L'autre chose très pratique avec la plupart des cellules est qu'on peut congeler les cellules car on n'est pas la tout le temps et on a pas besoin tout le temps des cellules et en plus plus on va les laisser en culture plus elles vont s'abimer. Le principe est simple, on récupère les cellules après trypsine éventuellement, on enlève le milieu de culture après centrifugation et on resuspend le culot de cellules dans du sérum pour faire une milieu un peu riche et du DMSO qui va congeler mais sans faire de cristaux (ce qu'il faut éviter c'est qu'il y ait de l'eau car l'eau va donner des cristaux et du coup pourrait cisailler les cellules), on se place dans un milieu qui malgré la congélation va rester une petit peu visqueux et il n'y aura pas de cristaux, les cellules ne vont pas se cisailler par la congélation puis on congèle le tout selon divers protocoles dans de l'azote liquide. Les cellules peuvent alors rester dans l'azote liquide s'il n'y a pas d'aberration dans la présence d'azote liquide, mais si les cellules sont bien dans l'azote ça peut rester comme ça des années et quand on va décongeler 90% des cellules vont repousser si la congélation est relativement récente, si la congélation date de plusieurs années il peut y avoir 50% de cellules mortes mais n'empêche que ça va repousser. Pour la décongélation, on place les cellules à 37° très vite, on laisse même un petit bout de glaçon puis on met le contenu de l'ampoule dans du milieu de culture. Les cellules sont super simples à congeler et à décongeler, c'est vraiment des gestes extrêmement basiques, la seule difficulté est d'être rapide quand on congèle et on décongèle. C'est pour ça que les lignées sont si utilisées et utilisables car c'est relativement simple à travailler.

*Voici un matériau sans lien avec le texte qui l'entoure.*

impl<S: Send> StageLifecycle<S> {
    pub fn new(definitions: Vec<StageDefinition>) -> Result<Self, LifecycleError> {
        if definitions.is_empty() {
            return Err(LifecycleError::InvalidLifecycle(
                "lifecycle has no stages".to_string(),
            ));
        }
        for (index, definition) in definitions.iter().enumerate() {
            if definition.name == RunStage::Failed {
                return Err(LifecycleError::InvalidLifecycle(
                    "failed is reserved for terminal runs".to_string(),
                ));
            }
            if definitions[..index]
                .iter()
                .any(|earlier| earlier.name == definition.name)
            {
                return Err(LifecycleError::InvalidLifecycle(format!(
                    "stage {} listed twice",
                    definition.name
                )));
            }
        }

        let handlers = definitions.iter().map(|_| None).collect();
        Ok(Self {
            definitions,
            handlers,
            listeners: Vec::new(),
            clock: Arc::new(SystemClock),
        })
    }

    pub fn with_default_lifecycle() -> Self {
        let definitions = DEFAULT_LIFECYCLE.to_vec();
        let handlers = definitions.iter().map(|_| None).collect();
        Self {
            definitions,
            handlers,
            listeners: Vec::new(),
            clock: Arc::new(SystemClock),
        }
    }

    pub fn with_clock(mut self, clock: impl Clock + 'static) -> Self {
        self.clock = Arc::new(clock);
        self
    }

    pub fn definitions(&self) -> &[StageDefinition] {
        &self.definitions
    }

    /// Installs the handler for `stage`, replacing any previous one. Stages
    /// without a handler complete immediately.
    pub fn register_handler<H>(&mut self, stage: RunStage, handler: H) -> Result<(), LifecycleError>
    where
        H: StageHandler<S> + 'static,
    {
        let index = self.index_of(stage)?;
        self.handlers[index] = Some(Arc::new(handler));
        Ok(())
    }

    pub fn subscribe<L>(&mut self, listener: L)
    where
        L: LifecycleListener + 'static,
    {
        self.listeners.push(Arc::new(listener));
    }

    /// Builds a fresh context: the first stage is active, every other stage
    /// pending.
    pub fn initialize_context(&self, params: RunParams) -> RunContext {
        let now = self.clock.now();
        let stages = self
            .definitions
            .iter()
            .enumerate()
            .map(|(index, definition)| {
                let mut progress = StageProgress::pending(definition.name);
                if index == 0 {
                    progress.status = StageStatus::Active;
                    progress.entered_at = Some(now);
                }
                progress
            })
            .collect();

        RunContext {
            run_id: params.run_id,
            tenant_id: params.tenant_id,
            source_url: params.source_url,
            anchor_set_version: params.anchor_set_version,
            model_revision: params.model_revision,
            locale: params.locale,
            currency: params.currency,
            created_at: now,
            updated_at: now,
            current_stage: self.definitions[0].name,
            autopilot_enabled: params.autopilot_enabled,
            stages,
        }
    }

    /// Advances a freshly initialized run from its first stage until it
    /// blocks, fails or finishes.
    pub async fn start(&self, context: &mut RunContext, state: &mut S) -> Result<(), LifecycleError> {
        self.check_layout(context)?;
        let fresh = context.stages.iter().enumerate().all(|(index, progress)| {
            if index == 0 {
                progress.status == StageStatus::Active
            } else {
                progress.status == StageStatus::Pending
            }
        });
        if !fresh {
            return Err(LifecycleError::AlreadyStarted(context.run_id.clone()));
        }

        let first = self.definitions[0].name;
        self.advance(context, first, state).await
    }

    /// Releases a blocked stage: runs its handler, then keeps advancing.
    ///
    /// Any status other than `blocked` is rejected before anything is touched.
    pub async fn resume_from_blocked(
        &self,
        context: &mut RunContext,
        stage: RunStage,
        state: &mut S,
    ) -> Result<(), LifecycleError> {
        self.check_layout(context)?;
        let index = self.index_of(stage)?;
        let status = context.stages[index].status;
        if status != StageStatus::Blocked {
            return Err(LifecycleError::InvalidResumeState { stage, status });
        }

        let now = self.clock.now();
        let progress = &mut context.stages[index];
        progress.status = StageStatus::Active;
        progress.blocking_reason = None;
        progress.entered_at.get_or_insert(now);
        let progress = progress.clone();
        context.current_stage = stage;
        context.updated_at = now;
        self.emit(context, LifecycleEvent::Started { progress });

        self.execute_stage_handler(context, index, state).await?;
        self.advance(context, stage, state).await
    }

    pub fn snapshot(&self, context: &RunContext) -> RunStateSnapshot {
        context.snapshot()
    }

    async fn advance(
        &self,
        context: &mut RunContext,
        from_stage: RunStage,
        state: &mut S,
    ) -> Result<(), LifecycleError> {
        let start = self.index_of(from_stage)?;

        for index in start..self.definitions.len() {
            let definition = self.definitions[index];
            if context.stages[index].status == StageStatus::Completed {
                continue;
            }

            let now = self.clock.now();
            let progress = &mut context.stages[index];
            progress.status = StageStatus::Active;
            progress.entered_at.get_or_insert(now);
            let started = progress.clone();
            context.current_stage = definition.name;
            context.updated_at = now;
            debug!(run_id = %context.run_id, stage = %definition.name, "advancing stage");
            self.emit(context, LifecycleEvent::Started { progress: started });

            if definition.autopilot_pause && context.autopilot_enabled {
                let progress = &mut context.stages[index];
                progress.status = StageStatus::Blocked;
                progress.blocking_reason = Some(AUTOPILOT_PAUSE_REASON.to_string());
                let blocked = progress.clone();
                self.emit(context, LifecycleEvent::Blocked { progress: blocked });
                return Ok(());
            }

            self.execute_stage_handler(context, index, state).await?;
        }

        Ok(())
    }

    async fn execute_stage_handler(
        &self,
        context: &mut RunContext,
        index: usize,
        state: &mut S,
    ) -> Result<(), LifecycleError> {
        let stage = self.definitions[index].name;
        let outcome = match &self.handlers[index] {
            Some(handler) => handler.handle(context, state).await,
            None => Ok(()),
        };

        let now = self.clock.now();
        match outcome {
            Ok(()) => {
                let progress = &mut context.stages[index];
                progress.status = StageStatus::Completed;
                progress.exited_at = Some(now);
                let completed = progress.clone();
                context.updated_at = now;
                self.emit(context, LifecycleEvent::Completed { progress: completed });
                Ok(())
            }
            Err(error) => {
                let reason = format!("{:#}", error);
                warn!(run_id = %context.run_id, stage = %stage, reason = %reason, "stage handler failed");
                let progress = &mut context.stages[index];
                progress.status = StageStatus::Failed;
                progress.exited_at = Some(now);
                progress.blocking_reason = Some(reason.clone());
                let failed = progress.clone();
                context.current_stage = RunStage::Failed;
                context.updated_at = now;
                self.emit(
                    context,
                    LifecycleEvent::Failed {
                        progress: failed,
                        error: reason.clone(),
                    },
                );
                Err(LifecycleError::HandlerFailure { stage, reason })
            }
        }
    }

    fn emit(&self, context: &RunContext, event: LifecycleEvent) {
        for listener in &self.listeners {
            listener.on_event(context, &event);
        }
    }

    fn index_of(&self, stage: RunStage) -> Result<usize, LifecycleError> {
        self.definitions
            .iter()
            .position(|definition| definition.name == stage)
            .ok_or(LifecycleError::StageNotFound(stage))
    }

    /// Contexts must come from an engine with the same stage list.
    fn check_layout(&self, context: &RunContext) -> Result<(), LifecycleError> {
        let matches = context.stages.len() == self.definitions.len()
            && context
                .stages
                .iter()
                .zip(&self.definitions)
                .all(|(progress, definition)| progress.stage == definition.name);
        if matches {
            Ok(())
        } else {
            Err(LifecycleError::InvalidLifecycle(format!(
                "run {} was initialized with a different stage list",
                context.run_id
            )))
        }
    }
}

De plus en plus il y a des alternatives. On parle des lignées comme d'outils pratiques etc. mais il n'empêche que l'on se rend bien compte que les lignées permettent de décrypter des choses mais ce n'est pas parfait du tout. De plus en plus les gens développent des cultures en 3D, en particulier dans des gels de collagène, donc là les cellules ne vont plus pousser en 2D mais elles vont pousser carrément dans une gelée en tridimensionnel. c'est développé de plus en plus mais ça coute extrêmement cher et du coup on limite ça autant que faire se peut. Des qu'on le peut il faut passer à des cultures sur des prélèvements de tissus entiers parce que là évidemment il y aura un contexte normal de la cellule. On va commencer sur des lignées puis on revérifiera tout sur des tissus entiers. De plus en plus de labos travaillent sur des tissus reconstitués, ça se fait de façon relativement courante sur la peau. Des chercheurs ont réussit à reconstituer des peaux synthétiques en mélangeant des melanocytes, des kératinocytes, des fibroblastes... ce qui peut donner une sorte d'approche des interactions différentes des cellules au sein d'un tissu. Evidemment rien ne vaut le test final sur un modèle animal avec toujours une graduation dans les degrés de difficultés en allant de la levure à Caenorhabditis en passant par la drosophile, la souris... Il faut avoir un modèle vivant qui permet de valider les hypothèses de travail.